WAIT. Don’t go anywhere. While that concludes the four new freshmen, there’s one more player who will be gracing our presence at the Schott this year for the first time.

CJ Walker— Point Guard

Jersey number: 13

Florida State v Gonzaga Photo by Harry How/Getty Images

Walker transferred to Ohio State from Florida State in April of 2018. Because he is an undergraduate, he had to sit out during the 2018-19 season before he could play a game for the Buckeyes. Well, that season has come and gone, and while it was difficult for the redshirt junior, his time as a starting Ohio State point guard has finally come.

Walker was a four-star recruit out of Arsenal Technical High School in Indianapolis during the 2016 recruiting cycle and was the 2016 Indianapolis Player of the Year. He was the overall 113th rated prospect and the 24th best point guard in the country, according to 247Sports.com.

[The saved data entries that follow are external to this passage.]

use std::collections::BTreeSet;

use super::domain::ContractType;

/// Score when the candidate states no contract preference.
pub const NO_PREFERENCE_SCORE: f64 = 80.0;

/// Contract pairs treated as interchangeable, in either direction.
const COMPATIBLE_CONTRACTS: &[(ContractType, ContractType)] = &[
    (ContractType::Cdi, ContractType::FullTime),
    (ContractType::Cdd, ContractType::PartTime),
];

pub fn are_compatible(a: ContractType, b: ContractType) -> bool {
    COMPATIBLE_CONTRACTS
        .iter()
        .any(|(x, y)| (a == *x && b == *y) || (a == *y && b == *x))
}

pub fn contract_score(preferred: &BTreeSet<ContractType>, offered: ContractType) -> f64 {
    if preferred.is_empty() {
        return NO_PREFERENCE_SCORE;
    }

    if preferred.contains(&offered) {
        return 100.0;
    }

    if preferred.iter().any(|wanted| are_compatible(*wanted, offered)) {
        70.0
    } else {
        30.0
    }
}
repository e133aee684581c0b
pub mod config;
pub mod error;
pub mod matching;
pub mod telemetry;
use crate::infra::load_candidate;
use clap::Args;
use std::collections::BTreeSet;
use std::io::Cursor;
use std::path::PathBuf;
use std::sync::Arc;
use talent_match::config::AppConfig;
use talent_match::error::AppError;
use talent_match::matching::{
    load_offers_csv, load_offers_csv_path, CandidateId, CandidateProfile, CandidateSkill,
    ContractType, Coordinates, CsvSkillRepository, JobOffer, MatchError, MatchResponse,
    MatchingResult, RankingService, SkillLevel, SkillRepository,
};
use talent_match::telemetry;
use tracing::info;

const SAMPLE_OFFERS_CSV: &str = "\
id,recruiter_id,title,description,location,latitude,longitude,contract_type
101,7,Java Backend Developer,Spring Boot services for a payments platform,Tunis,36.8065,10.1815,CDI
102,7,Full Stack Engineer,Angular front office with Java APIs,Ariana,36.8989,10.1658,FULL_TIME
103,8,React Native Developer,Mobile banking application,Remote,,,FREELANCE
104,9,DevOps Engineer,Kubernetes platform team,Sfax,34.7406,10.7603,CDD
105,9,Data Analyst Intern,Dashboards and SQL reporting,Sousse,,,INTERNSHIP
106,8,Platform Engineer,Cloud migration squad,La Marsa,,,CDI
";

const SAMPLE_SKILLS_CSV: &str = "\
offer_id,name,level
101,Java,Advanced
101,Spring Boot,Intermediate
101,PostgreSQL,Intermediate
102,Java,Intermediate
102,Angular,Intermediate
102,Docker,Beginner
103,React Native,Advanced
103,TypeScript,Intermediate
104,Kubernetes,Advanced
104,Terraform,Intermediate
104,Go,Intermediate
105,SQL,Beginner
105,Power BI,Beginner
106,Docker,Intermediate
106,AWS,Intermediate
";

#[derive(Args, Debug)]
pub(crate) struct DemoArgs {
    /// Number of offers to print for the sample candidate.
    #[arg(long, default_value_t = 5)]
    pub(crate) top: usize,
    /// Score offers on the rayon pool.
    #[arg(long)]
    pub(crate) parallel: bool,
    /// Print the ranked results as JSON instead of a text report.
    #[arg(long)]
    pub(crate) json: bool,
    /// Skip ranking the sample candidates for the best offer.
    #[arg(long)]
    pub(crate) skip_candidates: bool,
}

#[derive(Args, Debug)]
pub(crate) struct RankArgs {
    /// Candidate profile as JSON.
    #[arg(long)]
    pub(crate) candidate: PathBuf,
    /// Offers CSV: id,recruiter_id,title,description,location,latitude,longitude,contract_type
    #[arg(long)]
    pub(crate) offers: PathBuf,
    /// Required skills CSV: offer_id,name,level
    #[arg(long)]
    pub(crate) skills: PathBuf,
    /// Keep only the best N results.
    #[arg(long)]
    pub(crate) top: Option<usize>,
    /// Drop results scoring below this value (defaults to MATCH_DEFAULT_MIN_SCORE).
    #[arg(long)]
    pub(crate) min_score: Option<f64>,
    /// Score offers on the rayon pool.
    #[arg(long)]
    pub(crate) parallel: bool,
    /// Print the ranked results as JSON instead of a text report.
    #[arg(long)]
    pub(crate) json: bool,
}

pub(crate) fn run_rank(args: RankArgs) -> Result<(), AppError> {
    let config = AppConfig::load()?;
    telemetry::init(&config.telemetry)?;

    let candidate = load_candidate(&args.candidate)?;
    let offers = load_offers_csv_path(&args.offers)?;
    let repository = CsvSkillRepository::from_path(&args.skills)?;
    info!(
        candidate_id = candidate.id.0,
        offers = offers.len(),
        offers_with_skills = repository.offer_count(),
        "loaded ranking inputs"
    );

    let service = RankingService::new(Arc::new(repository));
    let min_score = args.min_score.unwrap_or(config.matching.default_min_score);
    let results = rank_offers(
        &service,
        &candidate,
        &offers,
        RankOptions {
            min_score,
            top: args.top,
            parallel: args.parallel,
        },
    )?;

    print_results(&results, args.json)
}

pub(crate) fn run_demo(args: DemoArgs) -> Result<(), AppError> {
    let offers = load_offers_csv(Cursor::new(SAMPLE_OFFERS_CSV))?;
    let repository = CsvSkillRepository::from_reader(Cursor::new(SAMPLE_SKILLS_CSV))?;
    let service = RankingService::new(Arc::new(repository));
    let candidate = sample_candidate();

    let results = rank_offers(
        &service,
        &candidate,
        &offers,
        RankOptions {
            min_score: 0.0,
            top: Some(args.top),
            parallel: args.parallel,
        },
    )?;

    if !args.json {
        println!(
            "Sample candidate: {} ({}, {} year(s) of experience)",
            candidate.display_name, candidate.location, candidate.years_of_experience
        );
        println!();
    }
    print_results(&results, args.json)?;

    if args.skip_candidates || args.json {
        return Ok(());
    }

    let Some(best) = results
        .first()
        .and_then(|result| offers.iter().find(|offer| offer.id == result.offer_id))
    else {
        return Ok(());
    };

    println!();
    println!("Candidates ranked for \"{}\":", best.title);
    for (position, result) in service
        .rank_candidates_for_offer(best, &sample_pool(&candidate))
        .iter()
        .enumerate()
    {
        println!(
            "  #{} candidate {} [{:.1}] {}",
            position + 1,
            result.candidate_id,
            result.overall_score,
            result.explanation
        );
    }

    Ok(())
}

#[derive(Debug, Clone, Copy)]
pub(crate) struct RankOptions {
    pub(crate) min_score: f64,
    pub(crate) top: Option<usize>,
    pub(crate) parallel: bool,
}

/// Threshold first, then the top-N cut, both on the ranked order.
pub(crate) fn rank_offers<R>(
    service: &RankingService<R>,
    candidate: &CandidateProfile,
    offers: &[JobOffer],
    options: RankOptions,
) -> Result<Vec<MatchingResult>, MatchError>
where
    R: SkillRepository,
{
    let mut results = if options.parallel {
        service.get_matches_above_threshold_parallel(candidate, offers, options.min_score)?
    } else {
        service.get_matches_above_threshold(candidate, offers, options.min_score)?
    };

    if let Some(top) = options.top {
        results.truncate(top);
    }
    Ok(results)
}

fn print_results(results: &[MatchingResult], json: bool) -> Result<(), AppError> {
    if json {
        let response = MatchResponse {
            results: results.to_vec(),
        };
        println!("{}", serde_json::to_string_pretty(&response)?);
    } else if results.is_empty() {
        println!("No offers met the requested threshold.");
    } else {
        print!("{}", render_results(results));
    }
    Ok(())
}

pub(crate) fn render_results(results: &[MatchingResult]) -> String {
    let mut output = String::new();

    for (position, result) in results.iter().enumerate() {
        output.push_str(&format!(
            "#{} [{:.1}] offer {}: {}\n",
            position + 1,
            result.overall_score,
            result.offer_id,
            result.offer_title
        ));
        output.push_str(&format!(
            "    skills {:.1} | location {:.1} | contract {:.1} | experience {:.1}\n",
            result.skills_score,
            result.location_score,
            result.contract_score,
            result.experience_score
        ));
        if let Some(distance) = result.distance_km {
            output.push_str(&format!("    distance: {distance:.1} km\n"));
        }
        if !result.matched_skills.is_empty() {
            output.push_str(&format!("    matched: {}\n", result.matched_skills.join(", ")));
        }
        if !result.partial_skills.is_empty() {
            let partial: Vec<String> = result
                .partial_skills
                .iter()
                .map(|skill| {
                    format!(
                        "{} ({} < {})",
                        skill.name,
                        skill.candidate_level.label(),
                        skill.required_level.label()
                    )
                })
                .collect();
            output.push_str(&format!("    partial: {}\n", partial.join(", ")));
        }
        if !result.missing_skills.is_empty() {
            output.push_str(&format!("    missing: {}\n", result.missing_skills.join(", ")));
        }
        output.push_str(&format!("    {}\n", result.explanation));
    }

    output
}

fn sample_candidate() -> CandidateProfile {
    CandidateProfile {
        id: CandidateId(1),
        display_name: "Yasmine Ben Salah".to_string(),
        location: "Tunis".to_string(),
        coordinates: Some(Coordinates {
            latitude: 36.8065,
            longitude: 10.1815,
        }),
        years_of_experience: 3,
        skills: vec![
            skill("Java", SkillLevel::Advanced),
            skill("Spring Boot", SkillLevel::Intermediate),
            skill("PostgreSQL", SkillLevel::Beginner),
            skill("Docker", SkillLevel::Intermediate),
            skill("Angular", SkillLevel::Beginner),
        ],
        preferred_contract_types: BTreeSet::from([ContractType::Cdi, ContractType::FullTime]),
    }
}

fn sample_pool(first: &CandidateProfile) -> Vec<CandidateProfile> {
    vec![
        first.clone(),
        CandidateProfile {
            id: CandidateId(2),
            display_name: "Karim Jlassi".to_string(),
            location: "Sfax".to_string(),
            coordinates: Some(Coordinates {
                latitude: 34.7406,
                longitude: 10.7603,
            }),
            years_of_experience: 6,
            skills: vec![
                skill("Java", SkillLevel::Advanced),
                skill("Spring", SkillLevel::Advanced),
                skill("PostgreSQL", SkillLevel::Advanced),
                skill("Angular", SkillLevel::Intermediate),
            ],
            preferred_contract_types: BTreeSet::new(),
        },
        CandidateProfile {
            id: CandidateId(3),
            display_name: "Nour Hammami".to_string(),
            location: "Ariana".to_string(),
            coordinates: None,
            years_of_experience: 0,
            skills: vec![skill("JavaScript", SkillLevel::Beginner)],
            preferred_contract_types: BTreeSet::from([ContractType::Internship]),
        },
    ]
}

fn skill(name: &str, level: SkillLevel) -> CandidateSkill {
    CandidateSkill {
        name: name.to_string(),
        level,
    }
}
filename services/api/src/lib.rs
mod cli;
mod demo;
mod infra;
mod routes;
mod server;

use talent_match::error::AppError;

pub async fn run() -> Result<(), AppError> {
    cli::run().await
}
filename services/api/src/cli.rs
use crate::demo::{run_demo, run_rank, DemoArgs, RankArgs};
use crate::server;
use clap::{Args, Parser, Subcommand};
use talent_match::error::AppError;

#[derive(Parser, Debug)]
#[command(
    name = "Talent Match",
    about = "Score and rank candidates against job offers",
    version
)]
struct Cli {
    #[command(subcommand)]
    command: Option<Command>,
}

#[derive(Subcommand, Debug)]
enum Command {
    /// Start the HTTP service (default command)
    Serve(ServeArgs),
    /// Rank offers from CSV exports for a candidate profile stored as JSON
    Rank(RankArgs),
    /// Rank a built-in sample catalog and print the explanations
    Demo(DemoArgs),
}

#[derive(Args, Debug, Default)]
pub(crate) struct ServeArgs {
    /// Override the configured host for the HTTP server
    #[arg(long)]
    pub(crate) host: Option<String>,
    /// Override the configured port for the HTTP server
    #[arg(long)]
    pub(crate) port: Option<u16>,
}

pub(crate) async fn run() -> Result<(), AppError> {
    let cli = Cli::parse();
    let command = cli
        .command
        .unwrap_or_else(|| Command::Serve(ServeArgs::default()));

    match command {
        Command::Serve(args) => server::run(args).await,
        Command::Rank(args) => run_rank(args),
        Command::Demo(args) => run_demo(args),
    }
}
use super::location::{LocationAssessment, LocationBasis};
use super::skills::SkillAssessment;
use super::weights::Weights;

/// Narrative band for an overall score.
#[derive(Debug, Clone, Copy, PartialEq, Eq)]
pub enum FitBand {
    Excellent,
    Good,
    Average,
    Poor,
}

impl FitBand {
    pub fn from_score(overall: f64) -> Self {
        if overall >= 85.0 {
            Self::Excellent
        } else if overall >= 70.0 {
            Self::Good
        } else if overall >= 50.0 {
            Self::Average
        } else {
            Self::Poor
        }
    }

    pub const fn label(self) -> &'static str {
        match self {
            Self::Excellent => "excellent fit",
            Self::Good => "good fit, minor gaps",
            Self::Average => "average fit, notable gaps",
            Self::Poor => "poor fit",
        }
    }
}

/// Sub-scores feeding an explanation, kept together so the builders stay readable.
#[derive(Debug, Clone, Copy)]
pub struct ScoreBreakdown {
    pub skills: f64,
    pub location: f64,
    pub contract: f64,
    pub experience: f64,
    pub overall: f64,
}

pub fn score_formula(weights: &Weights, scores: &ScoreBreakdown) -> String {
    format!(
        "overall = {:.2} x skills({:.1}) + {:.2} x location({:.1}) + {:.2} x contract({:.1}) + {:.2} x experience({:.1}) = {:.1}",
        weights.skills,
        scores.skills,
        weights.location,
        scores.location,
        weights.contract,
        scores.contract,
        weights.experience,
        scores.experience,
        scores.overall
    )
}

pub fn explain(
    scores: &ScoreBreakdown,
    skills: &SkillAssessment,
    location: &LocationAssessment,
    candidate_years: u32,
    required_years: u32,
) -> String {
    let mut sentences = vec![format!(
        "Overall match {:.1}/100: {}.",
        scores.overall,
        FitBand::from_score(scores.overall).label()
    )];

    if !skills.missing.is_empty() {
        sentences.push(format!(
            "Missing {} of {} required skill(s): {}.",
            skills.missing.len(),
            skills.required_count(),
            skills.missing.join(", ")
        ));
    }

    if scores.location < 50.0 {
        let detail = match (location.basis, location.distance_km) {
            (LocationBasis::Coordinates, Some(distance)) => {
                format!("the offer is about {distance:.0} km away")
            }
            _ => "the offer is far from the candidate".to_string(),
        };
        sentences.push(format!("Location is a weak fit: {detail}."));
    }

    if scores.experience < 60.0 {
        sentences.push(format!(
            "Experience of {candidate_years} year(s) is well below the {required_years} year(s) implied by the required skill levels."
        ));
    }

    sentences.join(" ")
}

As a sophomore at Florida State in the 2017-18 season, Walker started in 34 of 35 games, and averaged 8.0 points and 2.5 rebounds per game. His playing time as a Seminole slowly decreased toward the end of the season, however, and the sophomore announced he was entering the transfer portal after a loss to Michigan in the Elite Eight.

With the addition of Carton at point guard, Holtmann is tasked with figuring out the best way to use both guards to his advantage—which is the opposite of a problem.

“He’s tough. He’s competitive,” Holtmann said. “He’s got natural intangible leadership ability, I believe. He’s certainly a point guard, but he’s also a guy where you can play kind of two point guards together, as well. He’s going to be a really solid addition.”


Third-year head coach Chris Holtmann is returning three starters from his 2018-19 team — senior wing Andre Wesson, junior center Kaleb Wesson and sophomore guard Luther Muhammad. Holtmann and his returning trio are coming off a 20-15 season and a loss in the second round of the NCAA Tournament to Houston.

With this season’s highly ranked freshman class, along with Walker eligible to play, go ahead and pencil in “Ohio State” all the way to Final 4 on your brackets.